Start at the beginning: gluten
Since I talk alot about being gluten free and specifically about gluten free brewing, I thought it might be good to go back to the start and talk a little bit about what gluten is and why it’s bad for those of us that react. As a disclaimer, I’m not a bio-chemist, gastroenterologists, dietician or, hell, even a scientist really. I’m just taking information I’ve gleaned over the past few years to share with you.
Gluten is a protein composite that largely comes from wheat and the wheat family (genus triticum) of grass-related grains (like barley and rye). It is called a composite because it is actually two proteins, gliadin and glutenin, that travel together in these. They are bound up with starch in the endosperm of these plants. For brewers out there, the starch is what we’re after when we’re trying to make beer and for clear beers, like lagers, the proteins left over are an anathema. There is something to be said, however, for those proteins when we’re making something that requires more mouthfeel, but that’s a topic for another day. The Gluten composite is what makes bread stretchy and is a primary source of protein the world over (although admittedly, not an essential amino). It is added to a myriad of products as a thickener and as a texture agent and even in some cosmetics. This is a seriously popular protein largely because it is cheap, and because it’s not water soluble, it can be easily obtained by washing the starch out of wheat.

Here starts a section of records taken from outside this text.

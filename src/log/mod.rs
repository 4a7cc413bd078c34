pub mod structured_console_encoder;

use std::path::Path;
use std::sync::OnceLock;

use log::{debug, info};
use log4rs::{
    Config,
    config::{Deserializers, RawConfig},
};

use crate::log::structured_console_encoder::StructuredConsoleEncoderDeserializer;

/// Key-value keys whose values never reach the log unmasked.
pub const SECRET_KEYS: &[&str] = &["secret", "second_secret", "passphrase", "private_key"];

/// Initializes logging
pub fn init_logging() {
    let mut deserializers = Deserializers::default();
    deserializers.insert("structured_console", StructuredConsoleEncoderDeserializer);

    let config_path = "log4rs.yml";
    let path = Path::new(config_path);

    if path.exists() {
        match log4rs::init_file(path, deserializers) {
            Ok(_) => {
                info!(
                    path = config_path;
                    "Logging initialized from external configuration"
                );
                return;
            },
            Err(e) => {
                panic!("Failed to load external log4rs.yml: {}", e);
            },
        }
    }

    let yaml_content = include_str!("../../resources/default_log4rs.yml");
    let raw_config: RawConfig =
        serde_yaml::from_str(yaml_content).expect("Embedded logging configuration is invalid YAML");

    let (appenders, errors) = raw_config.appenders_lossy(&deserializers);
    if !errors.is_empty() {
        panic!("Errors parsing embedded appenders: {:?}", errors);
    }

    let config = Config::builder()
        .appenders(appenders)
        .loggers(raw_config.loggers())
        .build(raw_config.root())
        .expect("Failed to build logging config");

    log4rs::init_config(config).expect("Failed to initialize logging from embedded config");

    debug!("Logging initialized from embedded defaults (no external log4rs.yml found)");
}

fn reveal_secrets() -> bool {
    static REVEAL_SECRETS_CACHE: OnceLock<bool> = OnceLock::new();

    *REVEAL_SECRETS_CACHE.get_or_init(|| {
        std::env::var("REVEAL_SECRETS")
            .map(|v| {
                let val = v.to_lowercase();
                val == "true" || val == "1"
            })
            .unwrap_or(false)
    })
}

pub fn is_secret_key(key: &str) -> bool {
    SECRET_KEYS.iter().any(|k| k.eq_ignore_ascii_case(key))
}

/// Fully redacts a passphrase or private key.
/// If REVEAL_SECRETS is true, returns the original string.
pub fn redact_secret(s: &str) -> String {
    if reveal_secrets() {
        return s.to_string();
    }

    "<REDACTED>".to_string()
}

/// Masks an identifier down to its ends. Not for secrets, see [`redact_secret`].
/// If REVEAL_SECRETS is true, returns the original string.
pub fn mask_string(s: &str) -> String {
    if reveal_secrets() {
        return s.to_string();
    }

    if s.len() <= 12 || !s.is_ascii() {
        return "***".to_string();
    }

    format!("{}...{}", &s[0..6], &s[s.len() - 6..])
}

Our body uses a toolbox full of specialized enzymes to break down the proteins into the amino acids and then those acids into the building blocks our body needs to build and repair cells. Gliadin is a strange duck because the enzymes in our toolbox can only break down its constituent long chain aminos into peptides or short chain amino acids, rather than into more digestible molecules. The end result of this is that in order to absorb these peptides, our small intestinal walls will separate in order to let them through. When a peptide enters the body in that way, our immune system sees them as an enemy and attacks. In a normal person, those gates will either not open or close immediately when our immune system kicks in, and the remaining peptides will be flushed. In those sensitive to gluten, the walls stay open the leaky intestine and our immune system begins reeking havoc on our body.

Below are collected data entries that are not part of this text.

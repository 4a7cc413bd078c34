//! Query methods of the node API.
//!
//! Each method shapes its parameters and hands them to
//! [`Session::send_request`](crate::session::Session::send_request); peer selection,
//! clock-skew retries and failover all happen there.
//!
//! # Endpoint Overview
//!
//! | Method | Path | Description |
//! |--------|------|-------------|
//! | GET | `/api/accounts` | Account by address |
//! | GET | `/api/accounts/delegates` | Votes cast by an account |
//! | GET | `/api/blocks` | Recent, forged, or single blocks |
//! | GET | `/api/delegates/` | Active and standby delegates |
//! | GET | `/api/delegates/search/` | Delegate search by username |
//! | GET | `/api/delegates/voters` | Voters of a delegate |
//! | GET | `/api/transactions` | Transactions of an account |
//! | GET | `/api/transactions/get` | Transaction by id |
//! | POST | `/api/transactions` | Transfer signed by the node |
//! | GET | `/api/transactions/multisignatures` | Pending multisignature transactions |
//! | GET | `/api/transactions/multisignatures/get` | Multisignature transaction by id |
//! | POST | `/peer/transactions` | Broadcast of a locally signed transaction |

pub mod accounts;
pub mod blocks;
pub mod delegates;
pub mod transactions;

use serde_json::Value;

use crate::session::Params;

pub(crate) fn params<const N: usize>(pairs: [(&str, Value); N]) -> Option<Params> {
    Some(pairs.into_iter().map(|(key, value)| (key.to_string(), value)).collect())
}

At this point there is no known enzyme that can do more than break gliadin into peptides so there is no magic pill. Those whose system opens the gates to the peptides will stay that way until there are no more of those peptides in the system. So really, the only option is to remove them from the diet entirely. For those of us that like beer, the question is, what do the particular characteristic of gluten bring to beer and how can we simulate those using a substance that is fully digestible. That is the topic for another day.